I bought a second-hand Delta 43-122 shaper last year (hurray craigslist). Here is a picture of a similar one, missing it's fence. If memory serves, my shaper came with a spindle insert that allows router bit use, but I'll have to go look at it again this weekend and verify (I'm aware that would require a much lower feedrate, as the shaper rpm should be approx 9-12k vs a router 20-30k speed). I'd like to form the trim and cabinet/built-in parts and pieces needed for the upcoming projects using this shaper.

My goal is to completely overhaul my home trim/molding (baseboards, windows, doors, and possibly crown molding in living room/dining room). I will also be trying my hand at designing and building a number of built-ins around a large fireplace. All to be painted white.

Questions for the veterans of the forums; could you give me your opinions on what types of woods I should use for the following;
- *Base molding, window trim, window sills* (I have 11 windows I recently installed that I need to build sills for). I've read that mdf is too easily dinged/damaged, even when well primed/painted, and nails can cause mushrooming you have to sand down - not nice in an occupied home. Is pine really much of an upgrade in durability, or should I just go with poplar (or another hardwood)? I know it seems a crime to paint any hardwood white, but my wife and I are very sold on the look for the entire home (going to learn my way into building cabinets and remodel 2 bathrooms and a kitchen over the next decade). There is a good chance I'll be installing wainscoting and chair rail in the dining room, which means a lot of exposed high-traffic areas.
- *Crown molding.* I have seen many people recommend doing these with MDF, and no one speaking out against it. If you think it's wise to go with another material, why?
- *Built-ins, and cabinets in general* (with doors/doors/sliding panels). Since I'm building them from scratch, painting them white, is MDF the right direction to be going in the name of strength and cost-effectiveness? I assume that any exposed detail pieces should be the same material type as my trim in the rest of the house, but am curious if this is correct.

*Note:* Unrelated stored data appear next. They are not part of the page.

//! Byte-level scanner locating object definitions and trailers.

use crate::error::{PdfError, Result};
use crate::objects::ObjectId;
use regex::bytes::Regex;
use std::collections::BTreeMap;
use tracing::{debug, warn};

/// Bytes examined per chunk.
pub const CHUNK_SIZE: usize = 64 * 1024;
/// Context added on both sides of a chunk so that matches straddling a
/// boundary are seen whole.
pub const CHUNK_OVERLAP: usize = 256;

const OBJECT_PATTERN: &str = r"(?-u)\b(\d{1,10})[ \t\r\n\f\x00]+(\d{1,5})[ \t\r\n\f\x00]+obj\b";
const TRAILER_PATTERN: &str = r"(?-u)\btrailer[ \t\r\n\f\x00]*<<";

/// Scan statistics
#[derive(Debug, Default, Clone, PartialEq, Eq)]
pub struct ScanStats {
    pub bytes_scanned: u64,
    pub chunks: usize,
    /// Object headers matched, duplicates included
    pub objects_found: usize,
    /// Headers whose identifier had already been seen earlier in the file
    pub duplicates: usize,
    pub trailers_found: usize,
}

/// Result of scanning operation
#[derive(Debug, Default, Clone)]
pub struct ScanResult {
    /// Identifier → offset of its physically last definition
    pub objects: BTreeMap<ObjectId, u64>,
    /// Offset of the `<<` opening the physically last trailer dictionary
    pub last_trailer: Option<u64>,
    pub stats: ScanStats,
}

impl ScanResult {
    /// Identifiers ordered by their offset in the file
    pub fn in_file_order(&self) -> Vec<(ObjectId, u64)> {
        let mut ordered: Vec<_> = self.objects.iter().map(|(id, pos)| (*id, *pos)).collect();
        ordered.sort_by_key(|(_, pos)| *pos);
        ordered
    }
}

/// Scanner for finding `n g obj` headers and `trailer <<` markers
pub struct ObjectScanner {
    object_pattern: Regex,
    trailer_pattern: Regex,
    chunk_size: usize,
}

impl ObjectScanner {
    pub fn new() -> Result<Self> {
        let compile = |pattern: &str| {
            Regex::new(pattern)
                .map_err(|e| PdfError::InvalidStructure(format!("scanner pattern: {e}")))
        };
        Ok(Self {
            object_pattern: compile(OBJECT_PATTERN)?,
            trailer_pattern: compile(TRAILER_PATTERN)?,
            chunk_size: CHUNK_SIZE,
        })
    }

    pub fn with_chunk_size(mut self, chunk_size: usize) -> Self {
        self.chunk_size = chunk_size.max(1);
        self
    }

    /// Scans `data` chunk by chunk. Later definitions of an identifier
    /// replace earlier ones.
    pub fn scan(&self, data: &[u8]) -> ScanResult {
        let mut result = ScanResult::default();

        let mut chunk_start = 0;
        while chunk_start < data.len() {
            let chunk_end = (chunk_start + self.chunk_size).min(data.len());
            let window_start = chunk_start.saturating_sub(CHUNK_OVERLAP);
            let window_end = (chunk_end + CHUNK_OVERLAP).min(data.len());
            let window = &data[window_start..window_end];
            let owns = |start: usize| (chunk_start..chunk_end).contains(&(window_start + start));

            for captures in self.object_pattern.captures_iter(window) {
                let Some(whole) = captures.get(0) else {
                    continue;
                };
                if !owns(whole.start()) {
                    continue;
                }
                let number = captures.get(1).and_then(|m| parse_number::<u32>(m.as_bytes()));
                let generation = captures.get(2).and_then(|m| parse_number::<u16>(m.as_bytes()));
                let (Some(number), Some(generation)) = (number, generation) else {
                    continue;
                };

                let id = ObjectId::new(number, generation);
                let offset = (window_start + whole.start()) as u64;
                result.stats.objects_found += 1;
                if let Some(previous) = result.objects.insert(id, offset) {
                    result.stats.duplicates += 1;
                    warn!(object = %id, previous, offset, "object defined twice, keeping the later definition");
                }
            }

            for found in self.trailer_pattern.find_iter(window) {
                if owns(found.start()) {
                    result.stats.trailers_found += 1;
                    result.last_trailer = Some((window_start + found.end() - 2) as u64);
                }
            }

            result.stats.chunks += 1;
            result.stats.bytes_scanned += (chunk_end - chunk_start) as u64;
            chunk_start = chunk_end;
        }

        debug!(
            objects = result.objects.len(),
            duplicates = result.stats.duplicates,
            trailers = result.stats.trailers_found,
            "scanned file for object definitions"
        );
        result
    }
}

fn parse_number<T: std::str::FromStr>(digits: &[u8]) -> Option<T> {
    std::str::from_utf8(digits).ok()?.parse().ok()
}

#[cfg(test)]
mod tests {
    use super::*;

    #[test]
    fn test_scan_finds_objects_and_trailer() {
        let data = b"%PDF-1.4\n1 0 obj\n<< /Type /Catalog >>\nendobj\n12 3 obj 5 endobj\ntrailer\n<< /Size 13 >>";
        let result = ObjectScanner::new().unwrap().scan(data);

        assert_eq!(result.objects.len(), 2);
        assert_eq!(result.objects[&ObjectId::new(1, 0)], 9);
        assert!(result.objects.contains_key(&ObjectId::new(12, 3)));
        let trailer_at = result.last_trailer.unwrap() as usize;
        assert!(data[trailer_at..].starts_with(b"<< /Size"));
    }

    #[test]
    fn test_last_definition_wins() {
        let data = b"4 0 obj 1 endobj\n4 0 obj 2 endobj\n";
        let result = ObjectScanner::new().unwrap().scan(data);

        assert_eq!(result.objects[&ObjectId::new(4, 0)], 17);
        assert_eq!(result.stats.objects_found, 2);
        assert_eq!(result.stats.duplicates, 1);
    }

    #[test]
    fn test_number_suffixes_are_not_matched() {
        let data = b"x312 0 obj endobj 7 0 objection";
        let result = ObjectScanner::new().unwrap().scan(data);
        assert!(result.objects.is_empty());
    }

    #[test]
    fn test_matches_across_chunk_boundaries_are_found_once() {
        let mut data = Vec::new();
        let mut expected = Vec::new();
        for number in 1..=200u32 {
            expected.push((ObjectId::new(number, 0), data.len() as u64));
            data.extend_from_slice(format!("{number} 0 obj\n<< /N {number} >>\nendobj\n").as_bytes());
        }

        for chunk_size in [7, 16, 100, CHUNK_SIZE] {
            let result = ObjectScanner::new()
                .unwrap()
                .with_chunk_size(chunk_size)
                .scan(&data);
            assert_eq!(result.in_file_order(), expected, "chunk size {chunk_size}");
            assert_eq!(result.stats.duplicates, 0);
        }
    }
}
use crate::objects::ObjectId;
use crate::parser::ParseError;
use thiserror::Error;

#[derive(Error, Debug)]
pub enum PdfError {
    #[error("IO error: {0}")]
    Io(#[from] std::io::Error),

    #[error("Parse error: {0}")]
    Parse(#[from] ParseError),

    #[error("Invalid PDF structure: {0}")]
    InvalidStructure(String),

    #[error("Invalid operation: {0}")]
    InvalidOperation(String),

    #[error("Invalid object reference: {0}")]
    InvalidReference(ObjectId),

    #[error("Catalog not found, file corrupt")]
    CatalogNotFound,

    #[error("Compression error: {0}")]
    CompressionError(String),

    #[error("Encryption error: {0}")]
    EncryptionError(String),
}

pub type Result<T> = std::result::Result<T, PdfError>;

impl PdfError {
    pub(crate) fn invalid_operation(message: impl Into<String>) -> Self {
        PdfError::InvalidOperation(message.into())
    }
}
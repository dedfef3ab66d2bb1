//! PDF Parser Module
//!
//! Reads the classic (non-stream) file structure: header, indirect objects,
//! cross-reference sections and trailers. Files whose structure cannot be
//! read are handed to [`recovery`](crate::recovery) for reconstruction.

pub mod lexer;
pub mod objects;
pub mod reader;
pub mod xref;

use crate::xref::MAX_RECURSION_DEPTH;

pub use self::lexer::{Lexer, Token};
pub use self::objects::ObjectParser;
pub use self::reader::DocumentReader;

/// Result type for parser operations
pub type ParseResult<T> = Result<T, ParseError>;

/// PDF Parser errors
#[derive(Debug, thiserror::Error)]
pub enum ParseError {
    #[error("IO error: {0}")]
    Io(#[from] std::io::Error),

    #[error("Invalid PDF header")]
    InvalidHeader,

    #[error("Syntax error at position {position}: {message}")]
    SyntaxError { position: usize, message: String },

    #[error("Unexpected token: expected {expected}, found {found}")]
    UnexpectedToken { expected: String, found: String },

    #[error("Missing required key: {0}")]
    MissingKey(String),

    #[error("Invalid xref table")]
    InvalidXRef,

    #[error("Invalid trailer")]
    InvalidTrailer,

    #[error("Object {expected} not found at offset {offset}")]
    ObjectMismatch { expected: String, offset: u64 },

    #[error("Nesting deeper than {0} levels")]
    NestingTooDeep(usize),

    #[error("Unexpected end of file")]
    UnexpectedEof,
}

impl ParseError {
    pub(crate) fn syntax(position: usize, message: impl Into<String>) -> Self {
        ParseError::SyntaxError {
            position,
            message: message.into(),
        }
    }
}

/// Options controlling how a file is read.
#[derive(Debug, Clone)]
pub struct ParseOptions {
    /// Tolerate malformed xref lines, missing `endstream` and similar damage
    pub lenient: bool,
    /// Rebuild the cross-reference table by scanning the file when the
    /// standard structure cannot be read
    pub rebuild_on_failure: bool,
    /// Recursion depth of the closure walk before it defers to its worklist
    pub max_recursion_depth: usize,
}

impl Default for ParseOptions {
    fn default() -> Self {
        Self::lenient()
    }
}

impl ParseOptions {
    /// Reject damaged files instead of repairing them
    pub fn strict() -> Self {
        Self {
            lenient: false,
            rebuild_on_failure: false,
            max_recursion_depth: MAX_RECURSION_DEPTH,
        }
    }

    pub fn lenient() -> Self {
        Self {
            lenient: true,
            rebuild_on_failure: true,
            max_recursion_depth: MAX_RECURSION_DEPTH,
        }
    }

    pub fn with_lenient(mut self, lenient: bool) -> Self {
        self.lenient = lenient;
        self
    }

    pub fn with_rebuild_on_failure(mut self, rebuild: bool) -> Self {
        self.rebuild_on_failure = rebuild;
        self
    }

    pub fn with_max_recursion_depth(mut self, depth: usize) -> Self {
        self.max_recursion_depth = depth;
        self
    }
}
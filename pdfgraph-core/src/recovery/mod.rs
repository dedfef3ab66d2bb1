//! Reconstruction of damaged files.
//!
//! When the cross-reference table or trailer of a file cannot be read, or
//! an offset does not lead to the object it should, the document is
//! rebuilt from the raw bytes:
//!
//! 1. the file is scanned for `n g obj` headers and `trailer <<` markers
//!    (the last definition of an identifier wins),
//! 2. every object found is parsed at its offset,
//! 3. the last trailer found supplies the trailer dictionary,
//! 4. without a usable `/Root`, the physically last `/Type /Catalog`
//!    dictionary with a `/Pages` entry becomes the root,
//! 5. `/Size` is recomputed from the highest object number.
//!
//! Failing step 4 is fatal: [`PdfError::CatalogNotFound`].
//!
//! # Example
//!
//! ```rust,no_run
//! use pdfgraph::{Document, ParseOptions};
//!
//! # fn main() -> pdfgraph::Result<()> {
//! let bytes = std::fs::read("damaged.pdf")?;
//! let document = Document::load_from_bytes(&bytes, ParseOptions::lenient())?;
//! if document.is_recovered() {
//!     println!("rebuilt {} objects", document.xref().len());
//! }
//! # Ok(())
//! # }
//! ```

pub mod scanner;

pub use scanner::{ObjectScanner, ScanResult, ScanStats};

use crate::error::{PdfError, Result};
use crate::objects::{Object, ObjectId};
use crate::parser::objects::ObjectParser;
use crate::parser::xref::{find_startxref, parse_section};
use crate::parser::ParseOptions;
use crate::trailer::Trailer;
use crate::xref::{DocumentId, IndirectReference, XRefTable};
use std::collections::BTreeMap;
use tracing::{info, warn};

/// What the reconstruction found
#[derive(Debug, Clone, Default)]
pub struct RebuildReport {
    pub scan: ScanStats,
    /// Objects parsed and registered
    pub objects_recovered: usize,
    /// Headers found whose body could not be parsed or whose number is out
    /// of range
    pub unreadable: Vec<ObjectId>,
    pub trailer_found: bool,
    /// The root was located by searching for the catalog
    pub catalog_from_scan: bool,
}

/// Output of [`rebuild`]
#[derive(Debug)]
pub struct RebuiltDocument {
    pub xref: XRefTable,
    pub trailer: Trailer,
    pub report: RebuildReport,
}

/// Cheap test whether the standard structure is unreadable: no
/// `startxref`, or no parsable section where it points.
pub fn needs_xref_recovery(data: &[u8]) -> bool {
    let Ok(offset) = find_startxref(data) else {
        return true;
    };
    match usize::try_from(offset) {
        Ok(offset) if offset < data.len() => parse_section(data, offset, true).is_err(),
        _ => true,
    }
}

/// Rebuilds the cross-reference table and trailer from the raw bytes.
pub fn rebuild(data: &[u8], document: DocumentId, options: &ParseOptions) -> Result<RebuiltDocument> {
    info!(bytes = data.len(), "rebuilding cross-reference table from file contents");

    let scan = ObjectScanner::new()?.scan(data);
    let mut report = RebuildReport {
        scan: scan.stats.clone(),
        ..RebuildReport::default()
    };

    let mut xref = XRefTable::new(document).with_max_recursion_depth(options.max_recursion_depth);
    xref.set_under_construction(true);
    for (id, offset) in &scan.objects {
        // Rejected identifiers have no entry and are reported as unreadable below
        if let Err(e) = xref.add(IndirectReference::for_object_id(*id, *offset)) {
            warn!(object = %id, offset, error = %e, "scanned object cannot be registered");
        }
    }

    bind_scanned_objects(data, &scan.objects, &mut xref, &mut report);
    xref.set_under_construction(false);

    let mut trailer = scan
        .last_trailer
        .and_then(|offset| read_trailer_dictionary(data, offset))
        .map(|trailer| {
            report.trailer_found = true;
            trailer
        })
        .unwrap_or_default();

    if !has_catalog_root(&xref, &trailer) {
        let catalog = find_last_catalog(&xref, &scan).ok_or(PdfError::CatalogNotFound)?;
        warn!(catalog = %catalog, "trailer root unusable, adopting scanned catalog");
        trailer.set_root(catalog);
        report.catalog_from_scan = true;
    }

    let dict = trailer.dictionary_mut();
    dict.remove("Prev");
    dict.remove("XRefStm");
    let size = xref
        .iter()
        .map(|r| r.object_number())
        .max()
        .unwrap_or(0)
        .checked_add(1)
        .ok_or_else(|| PdfError::InvalidStructure("object number overflows /Size".to_string()))?;
    trailer.set_size(size);

    debug_assert!(xref.verify_consistency().is_ok());
    info!(
        objects = report.objects_recovered,
        unreadable = report.unreadable.len(),
        trailer_found = report.trailer_found,
        "cross-reference table rebuilt"
    );

    Ok(RebuiltDocument {
        xref,
        trailer,
        report,
    })
}

fn bind_scanned_objects(
    data: &[u8],
    offsets: &BTreeMap<ObjectId, u64>,
    xref: &mut XRefTable,
    report: &mut RebuildReport,
) {
    let resolve_length = |id: ObjectId| {
        let offset = usize::try_from(*offsets.get(&id)?).ok()?;
        match ObjectParser::parse_indirect_at(data, offset) {
            Ok((found, Object::Integer(length))) if found == id => Some(length),
            _ => None,
        }
    };

    for (id, offset) in offsets {
        let parsed = usize::try_from(*offset)
            .ok()
            .and_then(|start| {
                ObjectParser::at(data, start)
                    .with_lenient(true)
                    .with_length_resolver(&resolve_length)
                    .parse_indirect()
                    .map_err(|e| warn!(object = %id, offset, error = %e, "unreadable object"))
                    .ok()
            })
            .filter(|(found, _)| found == id);

        let bound = match (parsed, xref.get_mut(*id)) {
            (Some((_, object)), Some(reference)) => reference
                .bind(object)
                .map_err(|e| warn!(object = %id, error = %e, "object cannot be registered"))
                .is_ok(),
            _ => false,
        };

        if bound {
            report.objects_recovered += 1;
        } else {
            xref.remove(*id);
            report.unreadable.push(*id);
        }
    }
}

fn read_trailer_dictionary(data: &[u8], offset: u64) -> Option<Trailer> {
    let start = usize::try_from(offset).ok()?;
    match ObjectParser::at(data, start).with_lenient(true).parse_object() {
        Ok(Object::Dictionary(dict)) => Some(Trailer::from_dict(dict, None)),
        Ok(other) => {
            warn!(offset, found = other.type_name(), "trailer is not a dictionary");
            None
        }
        Err(e) => {
            warn!(offset, error = %e, "unreadable trailer");
            None
        }
    }
}

fn is_catalog(object: &Object) -> bool {
    matches!(object, Object::Dictionary(dict) if dict.has_type("Catalog") && dict.contains_key("Pages"))
}

fn has_catalog_root(xref: &XRefTable, trailer: &Trailer) -> bool {
    trailer
        .root()
        .and_then(|root| xref.get_object(root))
        .is_some_and(is_catalog)
}

/// The catalog defined last in the file.
fn find_last_catalog(xref: &XRefTable, scan: &ScanResult) -> Option<ObjectId> {
    scan.in_file_order()
        .into_iter()
        .rev()
        .map(|(id, _)| id)
        .find(|id| xref.get_object(*id).is_some_and(is_catalog))
}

I know that's a ridiculous pile of questions, and there's probably a fair number of you who are dying to tell me what an idiot I am for doing an entire house in painted white woodwork. Sorry about the pain  Thanks in advance for sharing your thoughts!


----------



## mdntrdr (Dec 22, 2009)

Poplar would be more durable than pine.

You would be better off with shaper cutters rather than router bits.

I dont like MDF for trim or cabinets. :thumbdown:


----------



## MattS (Feb 17, 2010)

mdntrdr said:


> I dont like MDF for trim or cabinets. :thumbdown:


What is your personal preference for materials to build the cabinet body with? Thanks for the response by the way, it is a bit of a confirmation of what I was hoping would be the result of this question process!


----------



## mdntrdr (Dec 22, 2009)

Veneer plywood for case construction.

Hardwood for faceframe, door, and panels. :smile:


----------



## jim douglas (Feb 8, 2010)

If your painting then I would agree with mdntrdr & use poplar. It takes paint real well & is easy to work into moulding. It's also one of the softest hardwoods & better than pine for durability.
jim


----------



## BWSmith (Aug 24, 2010)

Take this as positivity...........be extremely careful with shapers.As bit radius goes up the tendancy to pull the "unwanted" in goes up exponentially.Spend quality time making and adj fence.Expendable 1/4" ply inserts,inlet into shaper fence to almost zero clearence around bit is a start.Feather bds not only keep stock against fence/table but if placed correctly will prevent finger/cutter contact.They also smooth out the cut in the absense of pwr feed.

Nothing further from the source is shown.